Nous imposons certains silences, d’autres nous sont imposés… d’autres encore s’imposent à nous… rien n’est simple. Le point commun à tout cela est ce que nous pouvons nommer le Réel.

Le Réel est ce dont on ne “parle pas”…il vient nous percuter, un peu comme quelqu’un qui viendrait nous pousser violemment par terre et s’en irait sans que nous puissions lui dire quelque chose. Ce moment de trouble, où l’on reste bouche-bée, c’est ça le Réel. Peu à peu nous parlons de ce qui nous est arrivé et nous nous sentons mieux car nous symbolisons ce Réel et nous l’enfermons dans des mots, il fait bien moins peur ainsi.

Le silence incarne donc souvent ce Réel qui peut être traumatique, il n’y a pas d’artifice dans le silence, il prend toute la place et s’échappe dès qu’on en parle. Le silence psychique est du même ressort, si on ne parle pas de ce qui nous touche alors le Réel prend toute la place et finit par être aux commandes de notre vie.
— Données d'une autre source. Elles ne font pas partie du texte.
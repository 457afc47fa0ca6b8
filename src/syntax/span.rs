/// A byte offset range into the source text.
#[derive(Clone, Copy, Debug, PartialEq, Eq, Hash)]
pub struct Span {
    pub start: u32,
    pub end: u32,
}

impl Span {
    pub fn new(start: u32, end: u32) -> Self {
        Self { start, end }
    }

    /// Span of a synthesized node that has no source text.
    pub fn dummy() -> Self {
        Self { start: 0, end: 0 }
    }

    pub fn is_dummy(&self) -> bool {
        self.start == 0 && self.end == 0
    }

    pub fn merge(self, other: Span) -> Span {
        if self.is_dummy() {
            return other;
        }
        if other.is_dummy() {
            return self;
        }
        Span {
            start: self.start.min(other.start),
            end: self.end.max(other.end),
        }
    }

    /// True if `offset` lies strictly inside this span.
    pub fn contains(&self, offset: u32) -> bool {
        !self.is_dummy() && self.start < offset && offset < self.end
    }

    pub fn len(&self) -> u32 {
        self.end - self.start
    }

    pub fn is_empty(&self) -> bool {
        self.start == self.end
    }
}

/// A value annotated with its source span.
#[derive(Clone, Debug, PartialEq)]
pub struct Spanned<T> {
    pub node: T,
    pub span: Span,
}

impl<T> Spanned<T> {
    pub fn new(node: T, span: Span) -> Self {
        Self { node, span }
    }

    pub fn dummy(node: T) -> Self {
        Self {
            node,
            span: Span::dummy(),
        }
    }

    pub fn map<U>(self, f: impl FnOnce(T) -> U) -> Spanned<U> {
        Spanned {
            node: f(self.node),
            span: self.span,
        }
    }
}
//! Chain flattening.
//!
//! A handler whose last statement starts another promise chain,
//!
//! ```text
//! a().then(function (x) { s; b(x).then(next); })
//! ```
//!
//! is rewritten so the inner chain continues at the outer level:
//!
//! ```text
//! a().then(function (x) { s; return b(x); }).then(next)
//! ```
//!
//! A tail of several links, `b(x).then(f).catch(g)`, moves out whole.
//!
//! Moving `next` out of the handler changes what it can see. The rewrite
//! is only done when every name the moved handlers reference is also free
//! in the enclosing handler, so nothing the handler declares is lost.

use std::sync::OnceLock;

use tracing::debug;

use super::pattern::{self, Args, Count, Opt, Pattern, StmtPattern};
use super::scope::{free_in_expr, free_variables, ScopeSet};
use crate::ast::visit::{take_expr, Rewrite};
use crate::ast::*;
use crate::span::{Span, Spanned};

/// The method continuing a chain.
#[derive(Clone, Copy, Debug, PartialEq, Eq)]
pub enum TailOp {
    Then,
    Catch,
}

impl TailOp {
    pub fn as_str(self) -> &'static str {
        match self {
            TailOp::Then => "then",
            TailOp::Catch => "catch",
        }
    }

    fn from_name(name: &str) -> Option<TailOp> {
        match name {
            "then" => Some(TailOp::Then),
            "catch" => Some(TailOp::Catch),
            _ => None,
        }
    }
}

const CHAIN_METHODS: [&str; 2] = ["then", "catch"];

fn tail_chain_pattern() -> &'static Pattern {
    static PATTERN: OnceLock<Pattern> = OnceLock::new();
    PATTERN.get_or_init(|| {
        let tail = StmtPattern::Expr(Pattern::method_call(&CHAIN_METHODS, Args::Any));
        Pattern::method_call(
            &CHAIN_METHODS,
            Args::Prefix(vec![Pattern::Function {
                id: Opt::Any,
                params: Count::Any,
                last_stmt: Opt::Present(Box::new(tail)),
            }]),
        )
    })
}

/// `p.then(function () { ...; q.then(...); })`: a `.then`/`.catch` call
/// whose first handler ends by starting another chain. Returns the method
/// of the last link of that inner chain.
pub fn is_tail_chain_call(expr: &Spanned<Expr>) -> Option<TailOp> {
    if !pattern::matches(&expr.node, tail_chain_pattern()) {
        return None;
    }
    chain_op(tail_call(handler(&expr.node)?)?)
}

/// Flatten a tail chain call, repeatedly, for as long as it stays safe.
pub fn flatten(expr: &mut Spanned<Expr>) -> Rewrite {
    if !hoistable(expr) {
        return Rewrite::Unchanged;
    }
    let mut current = hoist(take_expr(expr));
    while hoistable(&current) {
        current = hoist(current);
    }
    Rewrite::Replace(current)
}

fn hoistable(expr: &Spanned<Expr>) -> bool {
    is_tail_chain_call(expr).is_some() && can_hoist(expr)
}

/// True when every link of the inner chain only references names that are
/// already free in the enclosing handler. The links move out together or
/// not at all.
fn can_hoist(expr: &Spanned<Expr>) -> bool {
    let Some(handler) = handler(&expr.node) else {
        return false;
    };
    let Some(tail) = tail_call(handler) else {
        return false;
    };
    let enclosing = free_variables(handler);
    let captured: ScopeSet = link_args(tail)
        .into_iter()
        .flatten()
        .flat_map(free_in_expr)
        .filter(|name| !enclosing.contains(name))
        .collect();
    if captured.is_empty() {
        return true;
    }
    debug!(?captured, "not flattening: tail handlers capture enclosing names");
    false
}

fn handler(call: &Expr) -> Option<&Function> {
    match call {
        Expr::Call { args, .. } => args.first()?.node.as_function(),
        _ => None,
    }
}

fn handler_stmts(call: &mut Expr) -> Option<&mut Vec<Spanned<Stmt>>> {
    match call {
        Expr::Call { args, .. } => {
            let func = args.first_mut()?.node.as_function_mut()?;
            Some(&mut func.body.node.stmts)
        }
        _ => None,
    }
}

/// The expression of the handler's last statement, if it is an
/// expression statement.
fn tail_call(handler: &Function) -> Option<&Expr> {
    match &handler.body.node.stmts.last()?.node {
        Stmt::Expr(expr) => Some(&expr.node),
        _ => None,
    }
}

fn chain_op(expr: &Expr) -> Option<TailOp> {
    expr.method_name().and_then(TailOp::from_name)
}

/// Argument lists of the `.then`/`.catch` links ending `expr`, last link
/// first.
fn link_args(mut expr: &Expr) -> Vec<&[Spanned<Expr>]> {
    let mut links = Vec::new();
    while chain_op(expr).is_some() {
        let Expr::Call { callee, args } = expr else {
            break;
        };
        let Expr::Member { object, .. } = &callee.node else {
            break;
        };
        links.push(args.as_slice());
        expr = &object.node;
    }
    links
}

/// Replace the handler's last statement `inner.op1(a).op2(b);` with
/// `return inner;` and continue the chain: `node.op1(a).op2(b)`.
fn hoist(mut node: Spanned<Expr>) -> Spanned<Expr> {
    let Some(stmts) = handler_stmts(&mut node.node) else {
        return node;
    };
    let Some(last) = stmts.pop() else {
        return node;
    };
    match split_tail(last) {
        Ok((inner, links, span)) => {
            stmts.push(Spanned::new(Stmt::ret(inner), span));
            debug!(links = links.len(), "flattened nested chain");
            links.into_iter().fold(node, |chain, link| {
                Spanned::dummy(Expr::method_call(chain, link.op.as_str(), link.args))
            })
        }
        Err(last) => {
            stmts.push(last);
            node
        }
    }
}

/// One `.then(...)`/`.catch(...)` call of a chain.
struct Link {
    op: TailOp,
    args: Vec<Spanned<Expr>>,
}

type SplitTail = (Spanned<Expr>, Vec<Link>, Span);

/// Take `inner.op1(a).op2(b);` apart into `inner`, the links in call
/// order and the statement's span. Anything else is handed back untouched.
fn split_tail(stmt: Spanned<Stmt>) -> Result<SplitTail, Spanned<Stmt>> {
    let span = stmt.span;
    let mut expr = match stmt.node {
        Stmt::Expr(expr) => expr,
        node => return Err(Spanned::new(node, span)),
    };
    let mut links = Vec::new();
    loop {
        match peel_link(expr) {
            Ok((object, link)) => {
                links.push(link);
                expr = object;
            }
            Err(rest) => {
                expr = rest;
                break;
            }
        }
    }
    if links.is_empty() {
        return Err(Spanned::new(Stmt::Expr(expr), span));
    }
    links.reverse();
    Ok((expr, links, span))
}

/// `object.then(args)` into `object` and its link.
fn peel_link(expr: Spanned<Expr>) -> Result<(Spanned<Expr>, Link), Spanned<Expr>> {
    let Some(op) = chain_op(&expr.node) else {
        return Err(expr);
    };
    let Spanned { node, span } = expr;
    match node {
        Expr::Call { callee, args } => match *callee {
            Spanned {
                node: Expr::Member { object, .. },
                ..
            } => Ok((*object, Link { op, args })),
            callee => Err(Spanned::new(
                Expr::Call {
                    callee: Box::new(callee),
                    args,
                },
                span,
            )),
        },
        node => Err(Spanned::new(node, span)),
    }
}

#[cfg(test)]
mod tests;
use std::fmt;

use crate::span::Span;

/// An error found while reading JavaScript source.
#[derive(Clone, Debug, PartialEq)]
pub struct Diagnostic {
    pub message: String,
    pub span: Span,
    pub help: Option<String>,
}

impl Diagnostic {
    pub fn error(message: String, span: Span) -> Self {
        Self {
            message,
            span,
            help: None,
        }
    }

    pub fn with_help(mut self, help: String) -> Self {
        self.help = Some(help);
        self
    }

    fn report<'a>(&'a self, filename: &'a str) -> ariadne::Report<'a, (&'a str, std::ops::Range<usize>)> {
        use ariadne::{Color, Label, Report, ReportKind};

        let mut report = Report::build(ReportKind::Error, filename, self.span.start as usize)
            .with_message(&self.message)
            .with_label(
                Label::new((filename, self.span.start as usize..self.span.end as usize))
                    .with_message(&self.message)
                    .with_color(Color::Red),
            );

        if let Some(help) = &self.help {
            report = report.with_help(help);
        }

        report.finish()
    }

    /// Render the diagnostic to stderr using ariadne.
    pub fn render(&self, filename: &str, source: &str) -> std::io::Result<()> {
        self.report(filename)
            .eprint((filename, ariadne::Source::from(source)))
    }
}

impl fmt::Display for Diagnostic {
    fn fmt(&self, f: &mut fmt::Formatter<'_>) -> fmt::Result {
        write!(f, "error: {} at byte {}", self.message, self.span.start)
    }
}

/// Render a list of diagnostics to stderr.
pub fn render_diagnostics(diagnostics: &[Diagnostic], filename: &str, source: &str) {
    for diag in diagnostics {
        if diag.render(filename, source).is_err() {
            eprintln!("{}", diag);
        }
    }
}
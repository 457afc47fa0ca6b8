use std::path::PathBuf;
use std::process;

use clap::Parser;
use tracing_subscriber::EnvFilter;

use promise_me::diagnostic::render_diagnostics;
use promise_me::ConvertError;

#[derive(Parser)]
#[command(
    name = "promise-me",
    version,
    about = "Rewrite node-style callbacks in JavaScript as promise .then chains"
)]
struct Cli {
    /// JavaScript source file to convert
    file: PathBuf,
}

fn main() {
    tracing_subscriber::fmt()
        .with_env_filter(EnvFilter::from_default_env())
        .with_writer(std::io::stderr)
        .with_ansi(false)
        .init();

    let cli = Cli::parse();
    let source = match std::fs::read_to_string(&cli.file) {
        Ok(source) => source,
        Err(e) => {
            eprintln!("error: cannot read '{}': {}", cli.file.display(), e);
            process::exit(1);
        }
    };

    match promise_me::convert(&source) {
        Ok(output) => println!("{}", output),
        Err(ConvertError::Parse(diags)) => {
            let filename = cli.file.to_string_lossy();
            render_diagnostics(&diags, &filename, &source);
            process::exit(1);
        }
        Err(e) => {
            eprintln!("error: {}", e);
            process::exit(1);
        }
    }
}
A l’inverse, le fait de parler de ce qui nous préoccupe, d’oser mettre en mots nos souffrances, d’oser les parler, nous aidera à calmer ce secret qui nous ronge et ne nous laisse que très peu en paix.

Le silence peut donc être le signe de l’émerveillement, du respect, de la tranquillité, mais méfions-nous de certains silences qui pourraient nous vouloir plus de mal que l’on pourrait l’imaginer.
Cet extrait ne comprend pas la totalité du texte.